**What you should do**
In the data below, find each line that contains the word "wins" and copy it.

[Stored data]
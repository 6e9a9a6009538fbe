//! Prefix → contact resolution.
//!
//! Path traces and the link store only know short identity prefixes.
//! The resolver maps a prefix to the best matching contact record that
//! has usable coordinates.
//!
//! # Disambiguation
//!
//! Among all matching records:
//!
//! 1. Repeaters win over non-repeaters.
//! 2. Then the latest `last_advert` wins (missing counts as 0).
//! 3. Then the lexicographically smallest identity wins.
//! 4. Then the record enumerated first by the host wins.
//!
//! Step 3 makes the outcome independent of host enumeration order
//! except for records with byte-identical identities.

use std::cmp::Ordering;

use meshpanel_types::{ContactRecord, NodeIdentity, ResolvedNode};

/// Anything that can resolve an identity prefix.
///
/// Export code depends on this trait, not on a concrete resolver, so a
/// caching resolver can be substituted without touching callers.
pub trait ResolveNode {
    /// Best match for `prefix`, or `None`.
    fn resolve(&self, prefix: &NodeIdentity) -> Option<ResolvedNode>;
}

/// Resolver over one snapshot of the host's contact records.
///
/// Each call scans the snapshot; nothing is cached between calls.
pub struct SnapshotResolver<'a> {
    contacts: &'a [ContactRecord],
}

impl<'a> SnapshotResolver<'a> {
    pub fn new(contacts: &'a [ContactRecord]) -> Self {
        Self { contacts }
    }
}

impl ResolveNode for SnapshotResolver<'_> {
    fn resolve(&self, prefix: &NodeIdentity) -> Option<ResolvedNode> {
        // `min_by` keeps the first of equal elements, which gives the
        // enumeration-order fallback.
        self.contacts
            .iter()
            .filter(|record| {
                record
                    .identity()
                    .is_some_and(|identity| prefix.is_prefix_of(identity.as_str()))
            })
            .filter_map(ResolvedNode::from_record)
            .min_by(preference)
    }
}

/// Orders candidates best-first.
fn preference(a: &ResolvedNode, b: &ResolvedNode) -> Ordering {
    let advert = |n: &ResolvedNode| n.last_advert.map(|t| t.as_secs()).unwrap_or(0.0);

    b.is_repeater()
        .cmp(&a.is_repeater())
        .then_with(|| advert(b).total_cmp(&advert(a)))
        .then_with(|| a.identity.cmp(&b.identity))
}
/// Bookkeeping that lives only as long as the loop.
#[derive(Default)]
struct LoopState {
    /// Export cycle currently running, if any.
    export_task: Option<JoinHandle<ExportReport>>,
    /// Callers waiting for the running export cycle.
    export_waiters: Vec<oneshot::Sender<ExportReport>>,
    /// Callers waiting for a cycle that starts after the running one.
    queued_waiters: Vec<oneshot::Sender<ExportReport>>,
    /// Greetings reserved but not yet settled.
    greetings_in_flight: BTreeSet<NodeIdentity>,
    /// Scheduled cleanup sweeps currently running.
    cleanups_in_flight: usize,
    last_export: Option<Timestamp>,
}

// ---------------------------------------------------------------------------
// Event loop entry point
// ---------------------------------------------------------------------------

/// Runs the node event loop until shutdown is signalled.
///
/// Takes ownership of the [`NodeRuntime`]. On exit the interval timers
/// are dropped, queued events and commands are drained, outstanding
/// jobs are aborted, and a final export and save run before the task
/// completes.
pub(crate) async fn run_event_loop(mut rt: NodeRuntime) {
    tracing::info!(
        link_sources = rt.state.links.source_count(),
        greeted = rt.state.greeted.len(),
        snapshots = %rt.persistence.root().display(),
        artifacts = %rt.artifact_root.display(),
        "node event loop started"
    );

    let mut export_tick =
        tokio::time::interval(Duration::from_secs(rt.config.export_interval_secs));
    export_tick.set_missed_tick_behavior(MissedTickBehavior::Delay);

    let mut cleanup_tick = rt.config.cleanup_enabled.then(|| {
        let period = Duration::from_secs(rt.config.cleanup_interval_secs);
        let mut tick = tokio::time::interval_at(Instant::now() + period, period);
        tick.set_missed_tick_behavior(MissedTickBehavior::Delay);
        tick
    });

    let mut jobs: JoinSet<JobOutcome> = JoinSet::new();
    let mut ls = LoopState::default();

    loop {
        tokio::select! {
            // ---------------------------------------------------------------
            // 1. Host events.
            // ---------------------------------------------------------------
            Some(raw) = rt.event_rx.recv() => {
                handle_raw_event(&raw, &mut rt, &mut jobs, &mut ls);
            }

            // ---------------------------------------------------------------
            // 2. Commands.
            // ---------------------------------------------------------------
            Some(cmd) = rt.command_rx.recv() => {
                let should_shutdown = handle_command(cmd, &mut rt, &mut jobs, &mut ls);
                if should_shutdown {
                    tracing::info!("shutdown command received -- exiting event loop");
                    break;
                }
            }

            // ---------------------------------------------------------------
            // 3. Export tick.
            // ---------------------------------------------------------------
            _ = export_tick.tick() => {
                if ls.export_task.is_some() {
                    tracing::debug!("export still running, skipping tick");
                } else {
                    start_export(&mut rt, &mut ls);
                }
            }

            // ---------------------------------------------------------------
            // 4. Cleanup tick.
            // ---------------------------------------------------------------
            _ = next_tick(&mut cleanup_tick), if cleanup_tick.is_some() => {
                if ls.cleanups_in_flight > 0 {
                    tracing::debug!("cleanup still running, skipping tick");
                } else {
                    ls.cleanups_in_flight += 1;
                    spawn_cleanup(&rt, &mut jobs, None);
                }
            }

            // ---------------------------------------------------------------
            // 5. Export cycle finished.
            // ---------------------------------------------------------------
            joined = join_export(&mut ls.export_task), if ls.export_task.is_some() => {
                ls.export_task = None;
                finish_export(joined, &mut ls);
                if !ls.queued_waiters.is_empty() {
                    start_export(&mut rt, &mut ls);
                }
            }

            // ---------------------------------------------------------------
            // 6. Greeting / cleanup job finished.
            // ---------------------------------------------------------------
            Some(joined) = jobs.join_next(), if !jobs.is_empty() => {
                match joined {
                    Ok(outcome) => handle_job_outcome(outcome, &mut rt.state, &mut ls),
                    Err(e) => tracing::error!(%e, "background job failed"),
                }
            }

            // ---------------------------------------------------------------
            // 7. Shutdown signal via watch channel.
            // ---------------------------------------------------------------
            changed = rt.shutdown_rx.changed() => {
                if changed.is_err() || *rt.shutdown_rx.borrow() {
                    tracing::info!("shutdown signal received -- exiting event loop");
                    break;
                }
            }
        }
    }

    drop(export_tick);
    drop(cleanup_tick);

    shutdown_sequence(&mut rt, jobs, ls).await;

    tracing::info!("node event loop exited");
}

**Exercise response**
//! 2. Then the latest `last_advert` wins (missing counts as 0).
//! 3. Then the lexicographically smallest identity wins.
//! 4. Then the record enumerated first by the host wins.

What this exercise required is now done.